The Japanese stock market has been on a rollercoaster ride since the beginning of August. While the market largely recovered from the biggest one-day drop in the Nikkei 225 since 1987, there was another slump on September 4. The recent volatility has largely been driven by external factors such as a tech sector selloff in the US, weakening economic data, and a stronger yen.

As fears of a potential US recession loom, the pressure on Japan’s export-heavy market remains elevated.

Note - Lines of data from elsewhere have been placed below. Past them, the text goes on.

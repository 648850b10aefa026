//! Lloyd's Relaxation for uniform site distribution
//!
//! Iteratively moves every site to the centroid of its Voronoi cell, using
//! the sweep generator for each tessellation.

use std::time::Instant;

use glam::DVec3;
use rayon::prelude::*;
use tracing::{debug, info};

use crate::config::GeneratorConfig;
use crate::error::Result;

use super::generate;

/// Options for Lloyd's relaxation
#[derive(Debug, Clone, Copy, PartialEq)]
pub struct LloydOptions {
    /// Maximum number of iterations to run
    pub max_iterations: usize,
    /// Stop when the largest site displacement (radians) drops below this
    ///
    /// Set to 0.0 to disable early termination.
    pub convergence_threshold: f64,
}

impl Default for LloydOptions {
    fn default() -> Self {
        Self {
            max_iterations: 5,
            convergence_threshold: 0.001,
        }
    }
}

/// Relax `points` toward a centroidal Voronoi distribution
///
/// Each iteration tessellates the current sites and moves every resolved cell's
/// site to its centroid; unresolved cells keep their site. Centroids are always
/// computed regardless of `config.compute_centroids`, and any target in
/// `config` is ignored so every cell takes part.
///
/// # Arguments
///
/// * `points` - Initial site directions
/// * `options` - Iteration limit and convergence threshold
/// * `config` - Generator configuration used for every iteration
///
/// # Errors
///
/// Propagates the errors of [`generate`].
///
/// # Example
///
/// ```rust
/// use rust_voronoi_sweep::*;
/// use rust_voronoi_sweep::generation::{random_sphere_points, relax};
///
/// let config = GeneratorConfigBuilder::new().seed(1).build().unwrap();
/// let points = random_sphere_points(200, 1);
/// let relaxed = relax(&points, LloydOptions::default(), &config).unwrap();
/// assert_eq!(relaxed.len(), 200);
/// ```
pub fn relax(points: &[DVec3], options: LloydOptions, config: &GeneratorConfig) -> Result<Vec<DVec3>> {
    let total_start = Instant::now();
    let config = GeneratorConfig {
        target_cells: None,
        sort_corners: false,
        compute_centroids: true,
        ..*config
    };

    let mut points = points.to_vec();
    let mut iterations_run = 0;
    let mut converged = false;

    for iteration in 0..options.max_iterations {
        let iter_start = Instant::now();
        let output = generate(&points, &config)?;

        let moved: Vec<(DVec3, f64)> = output
            .cells
            .par_iter()
            .map(|cell| {
                let moved = if cell.is_resolved() { cell.position } else { cell.site };
                (moved, cell.site.dot(moved).clamp(-1.0, 1.0).acos())
            })
            .collect();
        let max_displacement = moved.iter().map(|&(_, d)| d).fold(0.0, f64::max);

        points = moved.into_iter().map(|(p, _)| p).collect();
        iterations_run = iteration + 1;
        debug!(
            iteration = iterations_run,
            max_displacement,
            elapsed_ms = iter_start.elapsed().as_secs_f64() * 1000.0,
            "relaxation step"
        );

        if options.convergence_threshold > 0.0 && max_displacement < options.convergence_threshold {
            converged = true;
            break;
        }
    }

    info!(
        iterations = iterations_run,
        max_iterations = options.max_iterations,
        converged,
        elapsed_ms = total_start.elapsed().as_secs_f64() * 1000.0,
        "relaxation finished"
    );
    Ok(points)
}

#[cfg(test)]
mod tests {
    use super::*;
    use crate::config::GeneratorConfigBuilder;
    use crate::generation::random_sphere_points;

    fn nearest_neighbor_angles(points: &[DVec3]) -> Vec<f64> {
        points
            .iter()
            .enumerate()
            .map(|(i, p)| {
                points
                    .iter()
                    .enumerate()
                    .filter(|&(j, _)| j != i)
                    .map(|(_, q)| p.dot(*q).clamp(-1.0, 1.0).acos())
                    .fold(f64::MAX, f64::min)
            })
            .collect()
    }

    #[test]
    fn test_relax_keeps_points_on_sphere() {
        let config = GeneratorConfigBuilder::new().seed(42).build().unwrap();
        let points = random_sphere_points(100, 42);
        let relaxed = relax(&points, LloydOptions { max_iterations: 3, convergence_threshold: 0.0 }, &config).unwrap();

        assert_eq!(relaxed.len(), 100);
        for p in &relaxed {
            assert!((p.length() - 1.0).abs() < 1e-9);
        }
    }

    #[test]
    fn test_relax_spreads_points() {
        let config = GeneratorConfigBuilder::new().seed(7).build().unwrap();
        let points = random_sphere_points(300, 7);
        let relaxed = relax(&points, LloydOptions { max_iterations: 4, convergence_threshold: 0.0 }, &config).unwrap();

        let min_before = nearest_neighbor_angles(&points).into_iter().fold(f64::MAX, f64::min);
        let min_after = nearest_neighbor_angles(&relaxed).into_iter().fold(f64::MAX, f64::min);
        assert!(min_after > min_before, "{} <= {}", min_after, min_before);
    }

    #[test]
    fn test_zero_iterations_is_identity() {
        let config = GeneratorConfigBuilder::new().seed(1).build().unwrap();
        let points = random_sphere_points(20, 1);
        let options = LloydOptions { max_iterations: 0, ..Default::default() };
        assert_eq!(relax(&points, options, &config).unwrap(), points);
    }

    #[test]
    fn test_lloyd_options_default() {
        let options = LloydOptions::default();
        assert_eq!(options.max_iterations, 5);
        assert!(options.convergence_threshold > 0.0);
    }
}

Investors are cautious, questioning whether this downturn is a temporary correction or the beginning of a more prolonged bearish phase.

“Uncertainties regarding the US presidential election, the economic situation in the United States, and monetary policy in Japan and the United States remain, and the market is likely to stay highly volatile for the time being,” wrote Tetsushi Wakayama, Japanese Equity Portfolio Manager at Tokio Marine Asset Management in a recent market insight.

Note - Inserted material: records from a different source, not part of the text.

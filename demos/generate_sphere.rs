//! Generate a random spherical Voronoi tessellation and report on it
//!
//! Usage: cargo run --release --example generate_sphere -- [count] [target] [output.obj]

use std::fs::File;
use std::io::BufWriter;
use std::time::Instant;

use rust_voronoi_sweep::*;
use tracing::Level;

fn parse_arg(args: &[String], index: usize, name: &str) -> Result<Option<usize>> {
    match args.get(index) {
        None => Ok(None),
        Some(raw) => raw
            .parse()
            .map(Some)
            .map_err(|_| VoronoiError::InvalidConfig(format!("{} must be a positive integer, got {:?}", name, raw))),
    }
}

fn main() -> Result<()> {
    tracing_subscriber::fmt().with_max_level(Level::DEBUG).init();

    let args: Vec<String> = std::env::args().collect();
    let count = parse_arg(&args, 1, "count")?.unwrap_or(10_000);
    let target = parse_arg(&args, 2, "target")?;
    let output = args.get(3);

    let mut builder = GeneratorConfigBuilder::new().seed(42);
    if let Some(target) = target {
        builder = builder.target_cells(target)?;
    }
    let config = builder.build()?;

    let start = Instant::now();
    let tessellation = Tessellation::generate_random(count, config)?;
    let elapsed = start.elapsed();

    println!("Sites:           {}", tessellation.cell_count());
    println!("Target:          {}", tessellation.target_cells());
    println!("Completed cells: {}", tessellation.completed_cells());
    println!("Unresolved:      {}", tessellation.unresolved_cells().len());
    println!("Generation time: {:?}", elapsed);
    println!();

    for stats in tessellation.sweep_stats() {
        println!(
            "  {}: {:>8} site events, {:>8} circle events, {:>8} corners, {:>8} slots, {:?}",
            stats.direction, stats.site_events, stats.circle_events, stats.corners, stats.slots_used, stats.elapsed
        );
    }
    println!();

    let report = check_closure(&tessellation, 0.01);
    println!(
        "Closure: {} ({} cells, {} corners checked, {} violations)",
        if report.is_valid() { "ok" } else { "FAILED" },
        report.cells_checked,
        report.corners_checked,
        report.violations.len()
    );

    if let Some(path) = output {
        let file = File::create(path)?;
        write_obj(&tessellation, BufWriter::new(file))?;
        println!("Wrote {}", path);
    }

    Ok(())
}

According to Wakayama, TOPIX’s 12-month forward EPS forecast puts the P/E ratio at 14x, aligning with historical averages, while the PB ratio stands at 1.33x, suggesting the market is neither overheated nor significantly undervalued. However, upcoming US economic data, central bank decisions in Japan, the US, and Europe, and political developments, could drive further volatility. “We should consider the possibility of a second bottom,” he said.

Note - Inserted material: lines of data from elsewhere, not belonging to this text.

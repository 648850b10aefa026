//! Voronoi Cell Structure
//!
//! The finalized polygon of one site, as handed to callers once every sweep
//! has joined.

use glam::DVec3;

#[cfg(feature = "serde")]
use serde::{Deserialize, Serialize};

use crate::sweep::{CellRecord, SweepDirection};

/// A single Voronoi cell on the unit sphere
///
/// Each cell holds:
/// - The input site it belongs to and its index in the input slice
/// - A representative position (the site, or the polygon centroid)
/// - The corners (Voronoi vertices) its owning sweep found
/// - Whether that sweep closed the cell before stopping
///
/// A cell with fewer than three corners is *unresolved*: generation stopped
/// before any sweep reached it, or it lost every race to a sweep that
/// stopped early. This is reported, not treated as an error.
#[cfg_attr(feature = "serde", derive(Serialize, Deserialize))]
#[derive(Debug, Clone, PartialEq)]
pub struct VoronoiCell {
    /// Index of the site in the input slice (0 to cell_count-1)
    pub id: usize,

    /// The (normalized) input site
    pub site: DVec3,

    /// Representative point of the cell
    ///
    /// Equal to `site` unless centroids were requested in the configuration.
    pub position: DVec3,

    /// Voronoi vertices on the cell boundary
    ///
    /// Counter-clockwise around the site when corner sorting is enabled,
    /// otherwise in the order the owning sweep found them.
    pub corners: Vec<DVec3>,

    /// Every arc of this cell was removed from its owner's beach line
    pub complete: bool,

    /// The sweep that won the cell, if any sweep touched it
    pub owner: Option<SweepDirection>,
}

impl VoronoiCell {
    /// Create a new Voronoi cell
    pub fn new(id: usize, site: DVec3, corners: Vec<DVec3>) -> Self {
        Self {
            id,
            site,
            position: site,
            corners,
            complete: false,
            owner: None,
        }
    }

    /// Build a cell from the arbitration result of generation
    pub(crate) fn from_record(id: usize, site: DVec3, record: CellRecord) -> Self {
        let owner = SweepDirection::from_bit(record.owner);
        Self {
            id,
            site,
            position: site,
            corners: record.corners,
            complete: owner.is_some() && record.open_arcs == 0,
            owner,
        }
    }

    /// Get the corner count (polygon complexity)
    #[inline]
    pub fn corner_count(&self) -> usize {
        self.corners.len()
    }

    /// Whether the cell has enough corners to form a polygon
    #[inline]
    pub fn is_resolved(&self) -> bool {
        self.corners.len() >= 3
    }

    /// Order corners counter-clockwise around the site
    ///
    /// Corners are projected onto the tangent plane at the site and sorted by
    /// angle.
    pub fn sort_corners(&mut self) {
        order_corners(&mut self.corners, self.site);
    }

    /// Area-weighted centroid of the polygon, projected back onto the sphere
    ///
    /// Returns the site itself for unresolved cells or a degenerate polygon.
    pub fn centroid(&self) -> DVec3 {
        if !self.is_resolved() {
            return self.site;
        }

        let mut corners = self.corners.clone();
        order_corners(&mut corners, self.site);

        let mut weighted = DVec3::ZERO;
        let mut total = 0.0;
        for (i, &a) in corners.iter().enumerate() {
            let b = corners[(i + 1) % corners.len()];
            let area = (a - self.site).cross(b - self.site).length() * 0.5;
            weighted += (self.site + a + b) / 3.0 * area;
            total += area;
        }

        if total <= 0.0 {
            return self.site;
        }
        (weighted / total).try_normalize().unwrap_or(self.site)
    }

    /// Approximate surface area of this cell
    ///
    /// Treats the polygon as a flat fan around the site, which underestimates
    /// the spherical area slightly for large cells. Assumes sorted corners.
    pub fn approximate_area(&self) -> f64 {
        if !self.is_resolved() {
            return 0.0;
        }

        let mut area = 0.0;
        for i in 0..self.corners.len() {
            let a = self.corners[i];
            let b = self.corners[(i + 1) % self.corners.len()];
            area += (a - self.site).cross(b - self.site).length() * 0.5;
        }
        area
    }

    /// Great-circle distance to another cell's site, in radians
    pub fn distance_to(&self, other: &VoronoiCell) -> f64 {
        self.site.dot(other.site).clamp(-1.0, 1.0).acos()
    }
}

/// Sort `corners` by angle around `site` in its tangent plane
fn order_corners(corners: &mut [DVec3], site: DVec3) {
    if corners.len() < 3 {
        return;
    }

    let normal = site.normalize();
    let reference = if normal.x.abs() > 0.5 { DVec3::Y } else { DVec3::X };
    let tangent_u = reference.cross(normal).normalize();
    let tangent_v = normal.cross(tangent_u);

    corners.sort_by(|a, b| {
        let angle = |c: &DVec3| {
            let to_c = *c - site;
            to_c.dot(tangent_v).atan2(to_c.dot(tangent_u))
        };
        angle(a).total_cmp(&angle(b))
    });
}

#[cfg(test)]
mod tests {
    use super::*;

    fn square_cell() -> VoronoiCell {
        let h = 0.1;
        let corners = vec![
            DVec3::new(1.0, h, 0.0).normalize(),
            DVec3::new(1.0, -h, 0.0).normalize(),
            DVec3::new(1.0, 0.0, h).normalize(),
            DVec3::new(1.0, 0.0, -h).normalize(),
        ];
        VoronoiCell::new(0, DVec3::X, corners)
    }

    #[test]
    fn test_cell_creation() {
        let cell = square_cell();
        assert_eq!(cell.id, 0);
        assert_eq!(cell.corner_count(), 4);
        assert!(cell.is_resolved());
        assert!(!cell.complete);
        assert_eq!(cell.position, DVec3::X);

        let lonely = VoronoiCell::new(1, DVec3::Y, vec![DVec3::Z]);
        assert!(!lonely.is_resolved());
        assert_eq!(lonely.approximate_area(), 0.0);
        assert_eq!(lonely.centroid(), DVec3::Y);
    }

    #[test]
    fn test_sort_corners_counter_clockwise() {
        let mut cell = square_cell();
        cell.sort_corners();

        // Consecutive corners turn the same way around the site.
        let n = cell.corners.len();
        for i in 0..n {
            let a = cell.corners[i] - cell.site;
            let b = cell.corners[(i + 1) % n] - cell.site;
            assert!(a.cross(b).dot(cell.site) > 0.0);
        }
    }

    #[test]
    fn test_approximate_area() {
        let mut cell = square_cell();
        cell.sort_corners();

        let area = cell.approximate_area();
        // Diagonals of about 0.2 give a square of area about 0.02.
        assert!((area - 0.02).abs() < 0.002, "area {}", area);
    }

    #[test]
    fn test_centroid_of_symmetric_cell() {
        let cell = square_cell();
        let centroid = cell.centroid();
        assert!((centroid - DVec3::X).length() < 1e-9);
        assert!((centroid.length() - 1.0).abs() < 1e-12);
    }

    #[test]
    fn test_centroid_moves_toward_corners() {
        let corners = vec![
            DVec3::new(1.0, 0.3, 0.1).normalize(),
            DVec3::new(1.0, 0.3, -0.1).normalize(),
            DVec3::new(1.0, 0.1, 0.0).normalize(),
        ];
        let cell = VoronoiCell::new(0, DVec3::X, corners);
        assert!(cell.centroid().y > 0.0);
    }

    #[test]
    fn test_distance_to() {
        let a = VoronoiCell::new(0, DVec3::X, vec![]);
        let b = VoronoiCell::new(1, DVec3::Y, vec![]);
        assert!((a.distance_to(&b) - std::f64::consts::FRAC_PI_2).abs() < 1e-12);
    }

    #[test]
    fn test_from_record() {
        let direction = SweepDirection::ALL[3];
        let record = CellRecord {
            owner: direction.bit(),
            open_arcs: 0,
            corners: vec![DVec3::Z],
        };
        let cell = VoronoiCell::from_record(4, DVec3::Y, record);
        assert_eq!(cell.owner, Some(direction));
        assert!(cell.complete);

        let untouched = CellRecord {
            owner: 0,
            open_arcs: 0,
            corners: vec![],
        };
        let cell = VoronoiCell::from_record(5, DVec3::Y, untouched);
        assert_eq!(cell.owner, None);
        assert!(!cell.complete);
    }
}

Kohei Onishi, senior investment strategist at Mitsubishi UFJ Morgan Stanley Securities, expects equities to likely rally toward the year-end once uncertainties around events, including economic data, are removed leading up to the next Fed decision.

Japan’s economy in recovery mode

DWS’s Global CIO Björn Jesch noted that Japan’s economy is transforming and recovering, with economic growth picking up. “While consensus growth expectations for 2024 have been cut from 0.8% to 0.05% in the course of the year given that globally manufacturing is recovering slowly, Japan’s growth is still expected to hit 1.2% in 2025.”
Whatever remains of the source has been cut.